THE PROBLEM: Set down all of the entries precisely as they were written.

───── DATA SUPPLIED

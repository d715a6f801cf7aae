//! Move valuation.
//!
//! Each candidate point is valued from its reasons in four steps: the
//! reason list is sorted, redundant reasons are flagged, territorial and
//! then strategic values are estimated, and finally everything is
//! combined with follow-up, shape and threat adjustments.

mod combine;
pub mod discard;
mod strategy;
pub mod tables;
mod territory;

pub use combine::move_connects_strings;
pub use discard::{DiscardCondition, DiscardRule, DISCARD_RULES};
pub use tables::{connection_value, dragon_safety};
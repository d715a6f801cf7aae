//! Move safety classification.
//!
//! A move is safe when some reason establishes that the stone will not
//! simply be lost. Safety comes in two strengths: general safety (the
//! stone may generate influence) and tactical safety (no need to ask the
//! blunder checker). Each reason kind maps to one [`SafetyRule`].

use crate::board::{Color, Point, Status};
use crate::oracle::Oracle;
use crate::reasons::{ReasonKind, Subject};
use crate::session::Session;

/// How a reason kind contributes to the safety of its move.
#[derive(Debug, Clone, Copy, PartialEq, Eq)]
pub enum SafetyRule {
    /// Contributes nothing on its own.
    Distrust,
    /// General and tactical safety.
    Full,
    /// General safety only.
    TerritoryOnly,
    /// Safe if the captured group is big or our neighbour survives.
    CaptureCheck,
    /// Safe if the defended dragon is, or becomes, alive.
    DefenseCheck,
    /// Safe if either side of the connection is alive.
    ConnectionCheck,
}

impl SafetyRule {
    pub fn for_kind(kind: ReasonKind) -> SafetyRule {
        use ReasonKind::*;
        match kind {
            Semeai | AttackEither | DefendBoth | OwlDefend | OwlDefendGoodKo | OwlDefendBadKo
            | MyAtariAtari => SafetyRule::Full,
            BlockTerritory | ExpandTerritory | ExpandMoyo => SafetyRule::TerritoryOnly,
            Attack | AttackGoodKo | AttackBadKo | OwlAttack | OwlAttackGoodKo | OwlAttackBadKo => {
                SafetyRule::CaptureCheck
            }
            Defend | DefendGoodKo | DefendBadKo => SafetyRule::DefenseCheck,
            Connect => SafetyRule::ConnectionCheck,
            _ => SafetyRule::Distrust,
        }
    }
}

/// Captures at least this big are always safe.
const SAFE_CAPTURE_SIZE: f32 = 8.0;

#[derive(Debug, Default, Clone, Copy)]
struct Verdict {
    general: bool,
    tactical: bool,
}

impl Verdict {
    fn full(&mut self) {
        self.general = true;
        self.tactical = true;
    }
}

impl Session {
    /// Sets `move_safety` for every point.
    pub fn examine_move_safety<O: Oracle + ?Sized>(&mut self, oracle: &mut O, color: Color) {
        for pos in self.size.points() {
            let mut verdict = Verdict::default();
            let mut checked_move = None;
            for reason in self.reason_snapshot(pos) {
                match SafetyRule::for_kind(reason.kind) {
                    SafetyRule::Distrust => {}
                    SafetyRule::Full => verdict.full(),
                    SafetyRule::TerritoryOnly => verdict.general = true,
                    SafetyRule::CaptureCheck => {
                        self.check_capture(oracle, pos, color, reason.subject, &mut verdict)
                    }
                    SafetyRule::DefenseCheck => {
                        if let Subject::Worm(w) = reason.subject {
                            let aa = self.registry.worm_origin(w);
                            if oracle.dragon(aa).matcher_status == Status::Alive
                                || oracle.owl_does_defend(pos, aa).is_success()
                            {
                                verdict.general = true;
                            }
                        }
                    }
                    SafetyRule::ConnectionCheck => {
                        if let Subject::Connection(c) = reason.subject {
                            let (a, b) = self.registry.connection_dragons(c);
                            let aa = self.registry.dragon_origin(a);
                            let bb = self.registry.dragon_origin(b);
                            let (da, db) = (oracle.dragon(aa), oracle.dragon(bb));
                            let unchecked_alive = |s: Status, owl: Status| {
                                owl == Status::Unchecked && s == Status::Alive
                            };
                            if da.owl_status == Status::Alive
                                || db.owl_status == Status::Alive
                                || unchecked_alive(da.status, da.owl_status)
                                || unchecked_alive(db.status, db.owl_status)
                                || oracle.owl_connection_defends(pos, aa, bb)
                            {
                                verdict.full();
                            }
                        }
                    }
                }
                if verdict.general
                    && (verdict.tactical || *checked_move.get_or_insert_with(|| {
                        oracle.safe_move(pos, color).is_success()
                    }))
                {
                    break;
                }
            }
            let safe = verdict.general
                && (verdict.tactical
                    || checked_move
                        .unwrap_or_else(|| oracle.safe_move(pos, color).is_success()));
            self.record_mut(pos).move_safety = safe;
        }
    }

    fn check_capture<O: Oracle + ?Sized>(
        &self,
        oracle: &mut O,
        pos: Point,
        color: Color,
        subject: Subject,
        verdict: &mut Verdict,
    ) {
        let mut bb = None;
        let neighbours = match subject {
            Subject::Worm(w) => {
                let aa = self.registry.worm_origin(w);
                if oracle.worm(aa).effective_size >= SAFE_CAPTURE_SIZE {
                    verdict.full();
                    return;
                }
                let mut seen: Vec<Point> = Vec::new();
                for adj in oracle.chain_links(aa) {
                    if oracle.color_at(adj) != Some(color) {
                        continue;
                    }
                    let origin = oracle.dragon(adj).origin;
                    if !seen.contains(&origin) {
                        seen.push(origin);
                        bb = Some(adj);
                    }
                }
                seen.len()
            }
            Subject::Dragon(d) => {
                let aa = self.registry.dragon_origin(d);
                if oracle.dragon(aa).effective_size >= SAFE_CAPTURE_SIZE {
                    verdict.full();
                    return;
                }
                let mut count = 0;
                for adj in oracle.dragon_neighbors(aa) {
                    let neighbour = oracle.dragon(adj);
                    if neighbour.color == color {
                        count += 1;
                        bb = Some(neighbour.origin);
                        if neighbour.matcher_status == Status::Alive {
                            verdict.full();
                        }
                    }
                }
                count
            }
            _ => return,
        };

        // Several friendly neighbours: the connection reasons decide.
        if neighbours > 1 {
            return;
        }
        if let Some(own) = self
            .size
            .neighbors(pos)
            .find(|&n| oracle.color_at(n) == Some(color))
        {
            bb = Some(own);
        }
        match bb {
            None => verdict.full(),
            Some(bb) => {
                if oracle.dragon(bb).matcher_status == Status::Alive
                    || oracle.owl_does_defend(pos, bb).is_success()
                {
                    verdict.full();
                }
            }
        }
    }
}

#[cfg(test)]
mod tests {
    use super::*;

    #[test]
    fn cuts_and_threats_are_distrusted() {
        for kind in [
            ReasonKind::Cut,
            ReasonKind::AttackThreat,
            ReasonKind::DefendThreat,
            ReasonKind::Antisuji,
            ReasonKind::StrategicDefend,
        ] {
            assert_eq!(SafetyRule::for_kind(kind), SafetyRule::Distrust);
        }
    }

    #[test]
    fn ko_variants_share_rules() {
        assert_eq!(
            SafetyRule::for_kind(ReasonKind::AttackBadKo),
            SafetyRule::CaptureCheck
        );
        assert_eq!(
            SafetyRule::for_kind(ReasonKind::OwlAttackGoodKo),
            SafetyRule::CaptureCheck
        );
        assert_eq!(
            SafetyRule::for_kind(ReasonKind::OwlDefendBadKo),
            SafetyRule::Full
        );
        assert_eq!(
            SafetyRule::for_kind(ReasonKind::DefendGoodKo),
            SafetyRule::DefenseCheck
        );
    }
}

──────────

FINISHED EXERCISE:
repository d715a6f801cf7aae
//! Move valuation.
//!
//! Each candidate point is valued from its reasons in four steps: the
//! reason list is sorted, redundant reasons are flagged, territorial and
//! then strategic values are estimated, and finally everything is
//! combined with follow-up, shape and threat adjustments.

mod combine;
pub mod discard;
mod strategy;
pub mod tables;
mod territory;

pub use combine::move_connects_strings;
pub use discard::{DiscardCondition, DiscardRule, DISCARD_RULES};
pub use tables::{connection_value, dragon_safety};
repository d715a6f801cf7aae
//! Move safety classification.
//!
//! A move is safe when some reason establishes that the stone will not
//! simply be lost. Safety comes in two strengths: general safety (the
//! stone may generate influence) and tactical safety (no need to ask the
//! blunder checker). Each reason kind maps to one [`SafetyRule`].

use crate::board::{Color, Point, Status};
use crate::oracle::Oracle;
use crate::reasons::{ReasonKind, Subject};
use crate::session::Session;

/// How a reason kind contributes to the safety of its move.
#[derive(Debug, Clone, Copy, PartialEq, Eq)]
pub enum SafetyRule {
    /// Contributes nothing on its own.
    Distrust,
    /// General and tactical safety.
    Full,
    /// General safety only.
    TerritoryOnly,
    /// Safe if the captured group is big or our neighbour survives.
    CaptureCheck,
    /// Safe if the defended dragon is, or becomes, alive.
    DefenseCheck,
    /// Safe if either side of the connection is alive.
    ConnectionCheck,
}

impl SafetyRule {
    pub fn for_kind(kind: ReasonKind) -> SafetyRule {
        use ReasonKind::*;
        match kind {
            Semeai | AttackEither | DefendBoth | OwlDefend | OwlDefendGoodKo | OwlDefendBadKo
            | MyAtariAtari => SafetyRule::Full,
            BlockTerritory | ExpandTerritory | ExpandMoyo => SafetyRule::TerritoryOnly,
            Attack | AttackGoodKo | AttackBadKo | OwlAttack | OwlAttackGoodKo | OwlAttackBadKo => {
                SafetyRule::CaptureCheck
            }
            Defend | DefendGoodKo | DefendBadKo => SafetyRule::DefenseCheck,
            Connect => SafetyRule::ConnectionCheck,
            _ => SafetyRule::Distrust,
        }
    }
}

/// Captures at least this big are always safe.
const SAFE_CAPTURE_SIZE: f32 = 8.0;

#[derive(Debug, Default, Clone, Copy)]
struct Verdict {
    general: bool,
    tactical: bool,
}

impl Verdict {
    fn full(&mut self) {
        self.general = true;
        self.tactical = true;
    }
}

impl Session {
    /// Sets `move_safety` for every point.
    pub fn examine_move_safety<O: Oracle + ?Sized>(&mut self, oracle: &mut O, color: Color) {
        for pos in self.size.points() {
            let mut verdict = Verdict::default();
            let mut checked_move = None;
            for reason in self.reason_snapshot(pos) {
                match SafetyRule::for_kind(reason.kind) {
                    SafetyRule::Distrust => {}
                    SafetyRule::Full => verdict.full(),
                    SafetyRule::TerritoryOnly => verdict.general = true,
                    SafetyRule::CaptureCheck => {
                        self.check_capture(oracle, pos, color, reason.subject, &mut verdict)
                    }
                    SafetyRule::DefenseCheck => {
                        if let Subject::Worm(w) = reason.subject {
                            let aa = self.registry.worm_origin(w);
                            if oracle.dragon(aa).matcher_status == Status::Alive
                                || oracle.owl_does_defend(pos, aa).is_success()
                            {
                                verdict.general = true;
                            }
                        }
                    }
                    SafetyRule::ConnectionCheck => {
                        if let Subject::Connection(c) = reason.subject {
                            let (a, b) = self.registry.connection_dragons(c);
                            let aa = self.registry.dragon_origin(a);
                            let bb = self.registry.dragon_origin(b);
                            let (da, db) = (oracle.dragon(aa), oracle.dragon(bb));
                            let unchecked_alive = |s: Status, owl: Status| {
                                owl == Status::Unchecked && s == Status::Alive
                            };
                            if da.owl_status == Status::Alive
                                || db.owl_status == Status::Alive
                                || unchecked_alive(da.status, da.owl_status)
                                || unchecked_alive(db.status, db.owl_status)
                                || oracle.owl_connection_defends(pos, aa, bb)
                            {
                                verdict.full();
                            }
                        }
                    }
                }
                if verdict.general
                    && (verdict.tactical || *checked_move.get_or_insert_with(|| {
                        oracle.safe_move(pos, color).is_success()
                    }))
                {
                    break;
                }
            }
            let safe = verdict.general
                && (verdict.tactical
                    || checked_move
                        .unwrap_or_else(|| oracle.safe_move(pos, color).is_success()));
            self.record_mut(pos).move_safety = safe;
        }
    }

    fn check_capture<O: Oracle + ?Sized>(
        &self,
        oracle: &mut O,
        pos: Point,
        color: Color,
        subject: Subject,
        verdict: &mut Verdict,
    ) {
        let mut bb = None;
        let neighbours = match subject {
            Subject::Worm(w) => {
                let aa = self.registry.worm_origin(w);
                if oracle.worm(aa).effective_size >= SAFE_CAPTURE_SIZE {
                    verdict.full();
                    return;
                }
                let mut seen: Vec<Point> = Vec::new();
                for adj in oracle.chain_links(aa) {
                    if oracle.color_at(adj) != Some(color) {
                        continue;
                    }
                    let origin = oracle.dragon(adj).origin;
                    if !seen.contains(&origin) {
                        seen.push(origin);
                        bb = Some(adj);
                    }
                }
                seen.len()
            }
            Subject::Dragon(d) => {
                let aa = self.registry.dragon_origin(d);
                if oracle.dragon(aa).effective_size >= SAFE_CAPTURE_SIZE {
                    verdict.full();
                    return;
                }
                let mut count = 0;
                for adj in oracle.dragon_neighbors(aa) {
                    let neighbour = oracle.dragon(adj);
                    if neighbour.color == color {
                        count += 1;
                        bb = Some(neighbour.origin);
                        if neighbour.matcher_status == Status::Alive {
                            verdict.full();
                        }
                    }
                }
                count
            }
            _ => return,
        };

        // Several friendly neighbours: the connection reasons decide.
        if neighbours > 1 {
            return;
        }
        if let Some(own) = self
            .size
            .neighbors(pos)
            .find(|&n| oracle.color_at(n) == Some(color))
        {
            bb = Some(own);
        }
        match bb {
            None => verdict.full(),
            Some(bb) => {
                if oracle.dragon(bb).matcher_status == Status::Alive
                    || oracle.owl_does_defend(pos, bb).is_success()
                {
                    verdict.full();
                }
            }
        }
    }
}

#[cfg(test)]
mod tests {
    use super::*;

    #[test]
    fn cuts_and_threats_are_distrusted() {
        for kind in [
            ReasonKind::Cut,
            ReasonKind::AttackThreat,
            ReasonKind::DefendThreat,
            ReasonKind::Antisuji,
            ReasonKind::StrategicDefend,
        ] {
            assert_eq!(SafetyRule::for_kind(kind), SafetyRule::Distrust);
        }
    }

    #[test]
    fn ko_variants_share_rules() {
        assert_eq!(
            SafetyRule::for_kind(ReasonKind::AttackBadKo),
            SafetyRule::CaptureCheck
        );
        assert_eq!(
            SafetyRule::for_kind(ReasonKind::OwlAttackGoodKo),
            SafetyRule::CaptureCheck
        );
        assert_eq!(
            SafetyRule::for_kind(ReasonKind::OwlDefendBadKo),
            SafetyRule::Full
        );
        assert_eq!(
            SafetyRule::for_kind(ReasonKind::DefendGoodKo),
            SafetyRule::DefenseCheck
        );
    }
}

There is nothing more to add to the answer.